As containers become an almost ubiquitous method of packaging and deploying applications, the instances of malware have increased. Securing containers is now a top priority for DevOps engineers. Fortunately, a number of open source programs are available that scan containers and container images. Let’s look at five such tools.

What can Container Security Scanning do?

  • Detect insecure containers
    • Detect outdated libraries
    • Detect incorrectly configured containers
    • Detect outdated operating system
  • Detect compliance validations
  • Suggest best practices

Issues with Container Security Scanner

  • Level of depth depends on tool being used, So the results that you'll get are very dependent on the type of tool you choose.
  • Easy to go "too far" with configuration, there are tools where you can configure so much different settings, that it's easy to jump overboard.
  • The scan results will lead to actionable events?

Where and When to use Container Scanner?

Development process diagram showing container scanning

You can use it at the build phase when you're actually building for instance a Dockerfile and looking at the resulting image that you're creating. Another location to perform container scanning would be when you push a container to the registry or when you pull a container from a registry. However, a good approach is scanning before pushing into a trusted container registry then you can say we have a container registry with a scanned version of all images and for deploying in production you can pull from this trusted container registry. (Plase take look into the following image)

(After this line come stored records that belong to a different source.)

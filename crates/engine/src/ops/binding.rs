//! Buffer binding
//!
//! Binding on session 0 of a model without executions generates a single
//! execution first. EXT slots are bound by label or left for commit to
//! allocate; they cannot be bound by index.

use crate::context::ProcessContext;
use nerve_core::{Direction, Error, ModelId, Result, SessionId, SlotSelector};
use nerve_memory::Buffer;
use std::sync::Arc;

impl ProcessContext {
    /// Bind `buffer` to the `index`-th IN or OUT slot.
    pub fn bind_by_index(
        &self,
        model_id: ModelId,
        session_id: SessionId,
        direction: Direction,
        index: usize,
        buffer: &Arc<Buffer>,
    ) -> Result<()> {
        if direction == Direction::Ext {
            return Err(Error::DirectionNotBindable(direction));
        }
        self.bind_slot(
            model_id,
            session_id,
            &SlotSelector::Index(direction, index),
            buffer,
        )
    }

    /// Bind `buffer` to the slot labelled `label`. EXT slots are allowed.
    pub fn bind_by_label(
        &self,
        model_id: ModelId,
        session_id: SessionId,
        label: &str,
        buffer: &Arc<Buffer>,
    ) -> Result<()> {
        self.bind_slot(model_id, session_id, &SlotSelector::label(label), buffer)
    }

    /// Bind every IN slot then every OUT slot, in index order.
    ///
    /// `buffers` must hold exactly inputs + outputs entries.
    pub fn bind_all(
        &self,
        model_id: ModelId,
        session_id: SessionId,
        buffers: &[Arc<Buffer>],
    ) -> Result<()> {
        let components = self.components()?;
        let counts = components.store.buffer_counts(model_id)?;
        if buffers.len() != counts.total() {
            return Err(Error::InvalidArgument(format!(
                "bind_all expects {} buffers ({} in, {} out), got {}",
                counts.total(),
                counts.inputs,
                counts.outputs,
                buffers.len()
            )));
        }

        let (inputs, outputs) = buffers.split_at(counts.inputs);
        for (index, buffer) in inputs.iter().enumerate() {
            self.bind_slot(
                model_id,
                session_id,
                &SlotSelector::Index(Direction::In, index),
                buffer,
            )?;
        }
        for (index, buffer) in outputs.iter().enumerate() {
            self.bind_slot(
                model_id,
                session_id,
                &SlotSelector::Index(Direction::Out, index),
                buffer,
            )?;
        }
        Ok(())
    }

    pub(crate) fn bind_slot(
        &self,
        model_id: ModelId,
        session_id: SessionId,
        selector: &SlotSelector,
        buffer: &Arc<Buffer>,
    ) -> Result<()> {
        let components = self.components()?;
        components.store.ensure_executions(model_id, session_id)?;
        components
            .store
            .bind(model_id, session_id, selector, buffer)
            .map(|_| ())
    }
}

Container security pipeline showing scanning process


Tools1

Open-source

  • Clair - Vulnerability Static Analysis for Containers
  • Anchore - Open-source project for deep analysis of docker images
  • Dagda - A tool to perform static analysis of known vulnerabilities, trojans, viruses, malware & other malicious threats in docker images/containers and to monitor the docker daemon and running docker containers for detecting anomalous activities
  • Falco - Falco, the cloud-native runtime security project, is the de facto Kubernetes threat detection engine
  • Harbor - Harbor is an open source registry that secures artifacts with policies and role-based access control, ensures images are scanned and free from vulnerabilities, and signs images as trusted.
  • Trivy - Trivy is a simple and comprehensive vulnerability/misconfiguration scanner for containers and other artifacts.
  • Kbescape - Kubescape is a K8s open-source tool providing a multi-cloud K8s single pane of glass, including risk analysis, security compliance, RBAC visualizer and image vulnerabilities scanning.

Commercial

  • Aquasec - With Aqua’s advanced vulnerability scanning & management DevOps can detect vulnerabilities, embedded secrets, and other risks during the development cycle, and prioritize mitigation by risk-based insights. Available on Aqua Enterprise, Self-hosted or SaaS.

Links

Footnotes

  1. Listed in alphabetical order.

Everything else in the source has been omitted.